Supporting Meta-model-based Language Evolution and Rapid Prototyping with Automated Grammar Optimization
Weixing Zhang, Jörg Holtmann, Daniel Strüber, Regina Hebig, Jan-Philipp Steghöfer
TL;DR
GrammarOptimizer automates grammar improvements for Xtext-generated grammars that arise during meta-model-driven DSL evolution, reducing manual editing during rapid prototyping and evolution. By extracting and applying a catalog of optimization rules, it can reproduce the textual syntax of expert-crafted grammars across multiple DSLs and evolution steps, sometimes requiring only small reconfigurations. The evaluation across seven DSLs and two evolution cases (EAST-ADL and QVTo) demonstrates substantial imitation capability and highlights where complex optimizations still require targeted manual tuning. The work offers a practical pathway to faster DSL evolution within a stable Eclipse/EMF/Xtext workflow, with implications for blended modeling, editor tooling, and long-term maintainability of language ecosystems.
Abstract
In model-driven engineering, developing a textual domain-specific language (DSL) involves constructing a meta-model, which defines an underlying abstract syntax, and a grammar, which defines the concrete syntax for the DSL. Language workbenches such as Xtext allow the grammar to be automatically generated from the meta-model, yet the generated grammar usually needs to be manually optimized to improve its usability.
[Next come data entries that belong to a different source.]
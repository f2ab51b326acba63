use crate::catalog::CredentialRefresher;
use crate::errors::GenerationError;
use crate::models::{Member, MemberCredentials, Role};
use crate::store::EventStore;
use futures_util::future::{join, join_all};

/// Refresh every member's credential concurrently.
///
/// The owner's refresh must succeed. Other members soft-fail into an empty
/// slot and drop out of the stages that need their identity. Returns the
/// owner together with the credentials, owner first.
pub async fn refresh_members(
    event_id: &str,
    members: &[Member],
    refresher: &dyn CredentialRefresher,
    store: &dyn EventStore,
) -> Result<(Member, MemberCredentials), GenerationError> {
    let mut owners = members.iter().filter(|m| m.role == Role::Owner);
    let owner = owners
        .next()
        .ok_or_else(|| GenerationError::OwnerNotFound(event_id.to_string()))?;
    if owners.next().is_some() {
        log::warn!("Event {} has more than one owner, using {}", event_id, owner.user_id);
    }

    let others: Vec<&Member> = members
        .iter()
        .filter(|m| m.user_id != owner.user_id)
        .collect();

    let (owner_result, other_results) = join(
        refresher.refresh(owner),
        join_all(others.iter().map(|m| refresher.refresh(m))),
    )
    .await;

    let owner_token =
        owner_result.map_err(|e| GenerationError::OwnerCredential(e.to_string()))?;
    store.save_access_token(&owner.user_id, &owner_token).await?;

    let mut slots = Vec::with_capacity(others.len());
    for (member, result) in others.iter().zip(other_results) {
        match result {
            Ok(token) => {
                store.save_access_token(&member.user_id, &token).await?;
                slots.push(Some(token));
            }
            Err(e) => {
                log::warn!(
                    "Credential refresh failed for {}, excluding them from this run: {}",
                    member.user_id,
                    e
                );
                slots.push(None);
            }
        }
    }

    let credentials = MemberCredentials::new(owner_token, slots);
    log::info!(
        "Refreshed {}/{} member credentials for event {}",
        credentials.valid_count(),
        credentials.member_count(),
        event_id
    );
    Ok((owner.clone(), credentials))
}
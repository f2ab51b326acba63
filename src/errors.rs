use crate::catalog::CatalogError;
use crate::models::TrackStatus;
use crate::store::StoreError;
use serde::Serialize;
use thiserror::Error;

/// Terminal error of a generation run. Soft failures never get here; they
/// are logged by the stage that hit them.
#[derive(Debug, Error, Serialize)]
#[serde(tag = "type", content = "message")]
pub enum GenerationError {
    #[error("Event not found: {0}")]
    EventNotFound(String),

    #[error("Event {0} has no owner")]
    OwnerNotFound(String),

    #[error("Owner credential refresh failed: {0}")]
    OwnerCredential(String),

    #[error("Playlist creation failed: {0}")]
    PlaylistCreation(String),

    #[error("Generation already running for event {0}")]
    AlreadyRunning(String),

    #[error("Store error: {0}")]
    Store(#[from] StoreError),
}

/// Errors of the manual curation operations.
#[derive(Debug, Error, Serialize)]
#[serde(tag = "type", content = "message")]
pub enum CurationError {
    #[error("Not found: {0}")]
    NotFound(String),

    #[error("Status {0} cannot be set by hand")]
    ForbiddenStatus(TrackStatus),

    #[error("Track {0} is already part of the event")]
    AlreadyPresent(String),

    #[error("Playlist {0} has no tracks")]
    EmptyPlaylist(String),

    #[error("Catalog error: {0}")]
    Catalog(#[from] CatalogError),

    #[error("Store error: {0}")]
    Store(#[from] StoreError),
}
When the meta-model changes during rapid prototyping or language evolution, it can become necessary to re-generate the grammar and optimize it again, causing repeated effort and potential for errors. In this paper, we present GrammarOptimizer, an approach for optimizing generated grammars in the context of meta-model-based language evolution. To reduce the effort for language engineers during rapid prototyping and language evolution, it offers a catalog of configurable grammar optimization rules. Once configured, these rules can be automatically applied and re-applied after future evolution steps, greatly reducing redundant manual effort. In addition, some of the supported optimizations can globally change the style of concrete syntax elements, further significantly reducing the effort for manual optimizations. The grammar optimization rules were extracted from a comparison of generated and existing, expert-created grammars, based on seven available DSLs.